▸ **What you should do**:
Report the number of lines below in which the word "that" occurs. Nothing else is needed.

▸ **Available data**:
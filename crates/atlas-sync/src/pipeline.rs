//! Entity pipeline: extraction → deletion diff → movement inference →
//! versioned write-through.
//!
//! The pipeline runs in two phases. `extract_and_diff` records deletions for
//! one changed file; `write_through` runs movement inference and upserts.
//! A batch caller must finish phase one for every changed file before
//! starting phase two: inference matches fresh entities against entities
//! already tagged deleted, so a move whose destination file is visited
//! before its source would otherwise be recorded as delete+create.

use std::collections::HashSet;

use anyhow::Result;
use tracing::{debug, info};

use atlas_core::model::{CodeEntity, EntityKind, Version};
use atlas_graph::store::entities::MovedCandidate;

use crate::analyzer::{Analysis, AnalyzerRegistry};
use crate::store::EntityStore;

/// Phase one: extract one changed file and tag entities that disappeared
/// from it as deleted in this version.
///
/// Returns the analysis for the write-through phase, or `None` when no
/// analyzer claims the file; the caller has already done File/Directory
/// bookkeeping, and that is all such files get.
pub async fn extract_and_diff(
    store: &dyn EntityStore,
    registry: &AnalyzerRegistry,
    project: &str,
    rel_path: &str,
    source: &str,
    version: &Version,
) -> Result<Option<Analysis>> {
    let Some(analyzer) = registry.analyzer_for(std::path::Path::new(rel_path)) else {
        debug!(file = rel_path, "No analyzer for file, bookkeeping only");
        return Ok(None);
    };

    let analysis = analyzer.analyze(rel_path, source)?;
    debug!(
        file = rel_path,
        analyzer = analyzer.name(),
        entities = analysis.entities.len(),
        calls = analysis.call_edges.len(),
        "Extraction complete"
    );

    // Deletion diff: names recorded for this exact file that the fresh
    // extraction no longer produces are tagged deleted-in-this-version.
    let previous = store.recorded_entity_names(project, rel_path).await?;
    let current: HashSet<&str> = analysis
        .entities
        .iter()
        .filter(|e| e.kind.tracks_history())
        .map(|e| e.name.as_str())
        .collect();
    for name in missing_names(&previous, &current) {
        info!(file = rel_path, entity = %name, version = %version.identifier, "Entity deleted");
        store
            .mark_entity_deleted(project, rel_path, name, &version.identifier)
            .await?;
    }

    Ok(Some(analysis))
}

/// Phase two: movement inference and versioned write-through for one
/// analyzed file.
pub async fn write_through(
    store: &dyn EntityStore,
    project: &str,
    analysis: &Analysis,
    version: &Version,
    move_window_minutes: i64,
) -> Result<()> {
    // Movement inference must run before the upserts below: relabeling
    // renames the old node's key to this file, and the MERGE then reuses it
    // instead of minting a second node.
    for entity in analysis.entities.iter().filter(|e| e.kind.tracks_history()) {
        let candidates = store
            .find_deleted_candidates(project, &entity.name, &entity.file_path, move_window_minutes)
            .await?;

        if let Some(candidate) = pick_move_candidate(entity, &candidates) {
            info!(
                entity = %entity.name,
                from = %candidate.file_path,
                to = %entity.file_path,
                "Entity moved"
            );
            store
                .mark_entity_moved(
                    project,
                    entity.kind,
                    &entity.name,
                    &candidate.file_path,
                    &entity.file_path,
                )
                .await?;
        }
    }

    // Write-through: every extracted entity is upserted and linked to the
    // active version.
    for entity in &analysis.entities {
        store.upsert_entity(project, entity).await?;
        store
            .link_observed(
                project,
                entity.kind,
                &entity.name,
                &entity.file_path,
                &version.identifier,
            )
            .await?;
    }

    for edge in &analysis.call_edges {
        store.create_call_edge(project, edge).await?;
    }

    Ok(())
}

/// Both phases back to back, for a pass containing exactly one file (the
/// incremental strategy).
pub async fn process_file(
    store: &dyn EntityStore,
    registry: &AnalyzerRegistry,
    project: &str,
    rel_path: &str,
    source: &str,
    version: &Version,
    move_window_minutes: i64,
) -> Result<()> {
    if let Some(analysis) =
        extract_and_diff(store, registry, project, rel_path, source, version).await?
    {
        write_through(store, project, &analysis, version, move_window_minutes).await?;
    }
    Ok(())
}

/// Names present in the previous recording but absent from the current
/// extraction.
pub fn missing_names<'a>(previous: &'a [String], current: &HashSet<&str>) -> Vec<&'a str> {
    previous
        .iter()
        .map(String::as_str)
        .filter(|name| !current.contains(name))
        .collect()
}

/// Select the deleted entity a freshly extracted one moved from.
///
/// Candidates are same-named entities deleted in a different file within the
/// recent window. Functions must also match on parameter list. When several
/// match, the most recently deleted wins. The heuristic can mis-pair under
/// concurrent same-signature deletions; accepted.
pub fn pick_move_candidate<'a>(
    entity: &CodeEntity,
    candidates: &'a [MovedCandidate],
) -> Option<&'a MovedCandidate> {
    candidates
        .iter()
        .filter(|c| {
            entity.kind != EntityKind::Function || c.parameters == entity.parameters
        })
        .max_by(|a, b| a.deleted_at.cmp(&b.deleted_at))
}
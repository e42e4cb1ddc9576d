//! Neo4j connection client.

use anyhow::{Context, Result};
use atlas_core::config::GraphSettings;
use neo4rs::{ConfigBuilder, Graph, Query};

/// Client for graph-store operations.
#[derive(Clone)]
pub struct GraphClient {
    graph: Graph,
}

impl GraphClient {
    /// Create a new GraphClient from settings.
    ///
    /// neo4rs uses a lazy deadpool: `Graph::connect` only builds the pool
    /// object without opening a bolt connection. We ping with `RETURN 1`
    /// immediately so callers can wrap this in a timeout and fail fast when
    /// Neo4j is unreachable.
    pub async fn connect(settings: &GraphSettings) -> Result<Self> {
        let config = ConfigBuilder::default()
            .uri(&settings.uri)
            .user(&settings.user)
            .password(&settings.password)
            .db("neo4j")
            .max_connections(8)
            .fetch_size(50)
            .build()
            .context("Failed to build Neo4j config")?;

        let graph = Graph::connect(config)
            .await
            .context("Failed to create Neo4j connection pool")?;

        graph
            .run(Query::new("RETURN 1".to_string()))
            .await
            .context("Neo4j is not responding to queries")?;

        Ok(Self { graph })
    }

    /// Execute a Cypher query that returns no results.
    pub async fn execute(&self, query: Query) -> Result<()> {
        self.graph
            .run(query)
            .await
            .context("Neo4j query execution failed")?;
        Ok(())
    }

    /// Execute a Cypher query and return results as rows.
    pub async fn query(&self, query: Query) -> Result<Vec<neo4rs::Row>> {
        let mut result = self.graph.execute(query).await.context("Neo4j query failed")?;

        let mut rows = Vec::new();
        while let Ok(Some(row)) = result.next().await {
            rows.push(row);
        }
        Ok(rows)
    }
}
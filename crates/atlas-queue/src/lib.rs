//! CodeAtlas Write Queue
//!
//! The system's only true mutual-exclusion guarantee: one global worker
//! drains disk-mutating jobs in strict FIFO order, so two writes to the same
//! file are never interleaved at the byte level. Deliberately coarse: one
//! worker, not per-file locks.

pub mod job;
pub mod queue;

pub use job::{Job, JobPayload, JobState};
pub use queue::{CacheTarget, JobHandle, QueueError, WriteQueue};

▸ **Expected answer**:
4